Ja? Woher weiss er wie ich heisse?
Suche!
Was?
Suche!
Ich verstehe nicht, was du meinst.
Wir vertrauen dir.
Stille.
Nur Blätterplappern.
Nach einer Weile blinzelt Yuna vorsichtig durch das linke Auge. Keiner da. Alles wie immer. Sie seufzt. Mist! Verbockt! Sitzt da. Guckt sich um. Guckt nach oben.

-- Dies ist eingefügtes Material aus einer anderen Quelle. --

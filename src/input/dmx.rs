use std::time::Duration;

use anyhow::Context;
use tokio::io::AsyncReadExt;
use tokio_serial::{SerialPortBuilderExt, StopBits};

use crate::config::DmxConfig;
use crate::protocol::dmx::{self, Decoder};
use crate::selector::InputHandle;

/// Sample the console colour from a DMX widget forever. A missing or lost
/// widget clears the override and is retried after `backoff`.
pub async fn run_dmx(config: DmxConfig, inputs: InputHandle, backoff: Duration) {
    loop {
        match read_dmx(&config, &inputs).await {
            Ok(()) => log::warn!("DMX widget {} closed", config.device),
            Err(e) => log::warn!("DMX widget {}: {:#}", config.device, e),
        }
        inputs.console_lost();
        tokio::time::sleep(backoff).await;
    }
}

async fn read_dmx(config: &DmxConfig, inputs: &InputHandle) -> anyhow::Result<()> {
    let mut port = tokio_serial::new(&config.device, dmx::BAUD)
        .stop_bits(StopBits::Two)
        .open_native_async()
        .with_context(|| format!("opening {}", config.device))?;
    log::info!("DMX widget {} connected", config.device);

    let mut decoder = Decoder::new();
    let mut buf = [0u8; 1024];
    loop {
        let n = port.read(&mut buf).await?;
        if n == 0 {
            return Ok(());
        }
        decoder.extend(&buf[..n]);

        while let Some(packet) = decoder.next_packet() {
            match packet {
                Ok(packet) => {
                    if let Some(color) = packet.color(config.start_channel) {
                        log::trace!("DMX colour {:?}", color);
                        inputs.set_color(color);
                    }
                }
                Err(e) => log::debug!("DMX packet dropped: {}", e),
            }
        }
    }
}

Da ist was. Schwarze Arme. In einer Baumgabel. Yuna klettert hoch.

Tentakolon 1/1

Albino-Mädchen abgeschlachtet.
Yuna liest nochmal.
Albino-Mädchen abgeschlachtet.
Sie atmet tief.
10 Jahre alt.
Albino-Mädchen abgeschlachtet.

Die weiße Hautfarbe bringt Glück, steht da, deswegen. In Afrika, Tansania. Tansania kennt Yuna nicht, aber Afrika. Sie war schon mit dem Finger dort. Erst haben sie die Kehle aufgeschlitzt, dann haben sie Kopf, Arme und Beine abgehackt und den Rest in den Graben. Weil viele glauben, die Gliedmaßen bringen Glück, Macht oder Reichtum. „Sie schlachten uns ab wie Hühner“. Kinder töten sie vor den Augen ihrer Eltern. Die Beute landet in Zaubertränken, die Haare werden in Fischernetze geflochten, weil dann mehr gefangen wird. Die Haut wird teuer verkauft.

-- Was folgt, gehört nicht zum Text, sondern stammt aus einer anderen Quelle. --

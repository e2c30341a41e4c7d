use std::sync::Arc;
use std::time::{Duration, Instant};

use crate::broadcast::Broadcast;
use crate::mix_spec::MixSpec;
use crate::library::PatternLibrary;
use crate::mixer::{Frame, Layers, Mixer};
use crate::selector::{Selection, Selector};
use crate::time::{self, FpsCounter};

/// Everything rendered for one addressable object.
pub struct Pipeline {
    id: Arc<str>,
    library: PatternLibrary,
    mixer: Mixer,
    frames: Arc<Broadcast<Frame>>,
}

impl Pipeline {
    pub fn new(id: impl Into<Arc<str>>, library: PatternLibrary, mixer: Mixer) -> Self {
        Self {
            id: id.into(),
            library,
            mixer,
            frames: Arc::new(Broadcast::new()),
        }
    }

    pub fn id(&self) -> &str {
        &self.id
    }

    pub fn frames(&self) -> Arc<Broadcast<Frame>> {
        self.frames.clone()
    }

    pub fn library(&self) -> &PatternLibrary {
        &self.library
    }

    fn render(&mut self, selection: &Selection, delta: f32, tick: u64) {
        for command in &selection.commands {
            self.library.apply(command);
        }
        self.library.animate(&selection.spec, delta);

        let spec = &selection.spec;
        let Some(base) = self.library.get(&spec.base) else {
            log::warn!("{}: base pattern {} missing, frame dropped", self.id, spec.base);
            return;
        };
        let layers = Layers {
            base,
            replace: spec.replace.first().and_then(|id| self.library.get(id)),
            mix: spec.effects.iter().filter_map(|id| self.library.get(id)).collect(),
        };
        let segments = self.mixer.mix(&layers).to_vec();

        self.frames.publish(Frame { object_id: self.id.clone(), tick, segments });
    }
}

#[derive(Clone, Copy, Debug, PartialEq, Eq)]
pub enum Step {
    /// The slot had already passed; nothing ran.
    Skipped,
    /// Rendered; the next slot starts at `next`.
    Rendered { next: Instant },
}

/// Fixed-rate driver: selector, animate, mix, publish.
pub struct Scheduler {
    selector: Selector,
    pipelines: Vec<Pipeline>,
    mix_specs: Arc<Broadcast<MixSpec>>,

    period: Duration,
    delta: f32,
    slot: Instant,
    tick: u64,
    fps: FpsCounter,
}

impl Scheduler {
    pub fn new(selector: Selector, pipelines: Vec<Pipeline>, rate: f32, report_interval: Duration, now: Instant) -> Self {
        let period = time::period(rate);
        Self {
            selector,
            pipelines,
            mix_specs: Arc::new(Broadcast::new()),
            period,
            delta: period.as_secs_f32(),
            slot: now,
            tick: 0,
            fps: FpsCounter::new(report_interval, now),
        }
    }

    pub fn pipelines(&self) -> &[Pipeline] {
        &self.pipelines
    }

    pub fn mix_specs(&self) -> Arc<Broadcast<MixSpec>> {
        self.mix_specs.clone()
    }

    pub fn selector(&self) -> &Selector {
        &self.selector
    }

    pub fn ticks(&self) -> u64 {
        self.tick
    }

    /// Run the current slot `[slot, slot + period)` if `now` has not passed
    /// it yet. Patterns always advance by the nominal period.
    pub fn step(&mut self, now: Instant) -> Step {
        let end = self.slot + self.period;
        if now >= end {
            log::warn!("Frame {} skipped, {:?} behind", self.tick, now - self.slot);
            self.slot = end;
            self.fps.skipped();
            return Step::Skipped;
        }

        let selection = self.selector.tick(self.slot);
        for pipeline in &mut self.pipelines {
            pipeline.render(&selection, self.delta, self.tick);
        }
        self.mix_specs.publish(selection.spec);

        self.tick += 1;
        self.slot = end;
        self.fps.rendered();
        if let Some(report) = self.fps.poll(now) {
            log::info!("Animation: {:.1} fps, {} skipped", report.fps, report.skipped);
        }
        Step::Rendered { next: end }
    }

    pub async fn run(mut self) {
        log::info!("Animating {} objects every {:?}", self.pipelines.len(), self.period);
        loop {
            if let Step::Rendered { next } = self.step(Instant::now()) {
                tokio::time::sleep_until(next.into()).await;
            }
        }
    }
}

Yuna klebt den Zeitungsausschnitt ins Heft. Seitenweise Menschen. oft Kinder. Gequält, geschunden, bespuckt, getötet, verhungert. Sie legt sich ins Bett und drückt  Einhorn fest an sich. Warum ist die Welt so? Warum machen Menschen so etwas?

Irgendwann, zwischen Abschlachten und Verhungern, schläft sie ein.